Work request ▸ Quote the records below word for word, please, from the very first line through the one that contains "for public API", and nothing beyond it.
════════
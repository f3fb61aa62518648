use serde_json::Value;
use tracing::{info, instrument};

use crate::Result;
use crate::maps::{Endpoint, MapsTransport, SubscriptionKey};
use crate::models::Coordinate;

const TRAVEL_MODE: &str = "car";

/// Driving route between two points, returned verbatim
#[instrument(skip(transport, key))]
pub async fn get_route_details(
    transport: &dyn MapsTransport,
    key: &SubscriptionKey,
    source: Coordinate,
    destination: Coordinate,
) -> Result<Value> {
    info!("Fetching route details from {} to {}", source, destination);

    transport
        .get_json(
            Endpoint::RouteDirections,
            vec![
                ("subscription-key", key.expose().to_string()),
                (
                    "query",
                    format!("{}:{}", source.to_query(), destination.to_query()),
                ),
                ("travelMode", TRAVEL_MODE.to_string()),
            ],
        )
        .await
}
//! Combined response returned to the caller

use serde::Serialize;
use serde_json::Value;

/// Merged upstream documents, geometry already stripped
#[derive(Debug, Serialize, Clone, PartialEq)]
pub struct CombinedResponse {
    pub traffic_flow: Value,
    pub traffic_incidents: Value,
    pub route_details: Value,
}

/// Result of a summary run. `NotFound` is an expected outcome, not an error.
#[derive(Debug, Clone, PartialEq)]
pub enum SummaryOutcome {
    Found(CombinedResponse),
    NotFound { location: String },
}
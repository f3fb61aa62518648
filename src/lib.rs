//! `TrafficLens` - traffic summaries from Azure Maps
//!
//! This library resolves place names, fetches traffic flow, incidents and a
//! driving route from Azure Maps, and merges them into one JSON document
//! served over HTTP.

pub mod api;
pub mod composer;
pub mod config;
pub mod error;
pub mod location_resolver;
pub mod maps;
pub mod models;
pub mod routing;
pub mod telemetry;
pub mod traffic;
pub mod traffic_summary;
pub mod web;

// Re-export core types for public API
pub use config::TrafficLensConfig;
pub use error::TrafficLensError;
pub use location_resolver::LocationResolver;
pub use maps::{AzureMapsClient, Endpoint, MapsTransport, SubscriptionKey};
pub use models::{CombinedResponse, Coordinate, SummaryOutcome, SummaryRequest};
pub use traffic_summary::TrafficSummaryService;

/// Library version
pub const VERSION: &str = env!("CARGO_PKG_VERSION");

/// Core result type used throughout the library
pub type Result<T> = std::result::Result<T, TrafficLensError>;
════════
Expected answer ▸
repository f3fb61aa62518648
use serde_json::Value;
use tracing::{info, instrument};

use crate::Result;
use crate::maps::{Endpoint, MapsTransport, SubscriptionKey};
use crate::models::Coordinate;

const TRAVEL_MODE: &str = "car";

/// Driving route between two points, returned verbatim
#[instrument(skip(transport, key))]
pub async fn get_route_details(
    transport: &dyn MapsTransport,
    key: &SubscriptionKey,
    source: Coordinate,
    destination: Coordinate,
) -> Result<Value> {
    info!("Fetching route details from {} to {}", source, destination);

    transport
        .get_json(
            Endpoint::RouteDirections,
            vec![
                ("subscription-key", key.expose().to_string()),
                (
                    "query",
                    format!("{}:{}", source.to_query(), destination.to_query()),
                ),
                ("travelMode", TRAVEL_MODE.to_string()),
            ],
        )
        .await
}
//! Combined response returned to the caller

use serde::Serialize;
use serde_json::Value;

/// Merged upstream documents, geometry already stripped
#[derive(Debug, Serialize, Clone, PartialEq)]
pub struct CombinedResponse {
    pub traffic_flow: Value,
    pub traffic_incidents: Value,
    pub route_details: Value,
}

/// Result of a summary run. `NotFound` is an expected outcome, not an error.
#[derive(Debug, Clone, PartialEq)]
pub enum SummaryOutcome {
    Found(CombinedResponse),
    NotFound { location: String },
}
repository f3fb61aa62518648
filename src/lib.rs
//! `TrafficLens` - traffic summaries from Azure Maps
//!
//! This library resolves place names, fetches traffic flow, incidents and a
//! driving route from Azure Maps, and merges them into one JSON document
//! served over HTTP.

pub mod api;
pub mod composer;
pub mod config;
pub mod error;
pub mod location_resolver;
pub mod maps;
pub mod models;
pub mod routing;
pub mod telemetry;
pub mod traffic;
pub mod traffic_summary;
pub mod web;

// Re-export core types for public API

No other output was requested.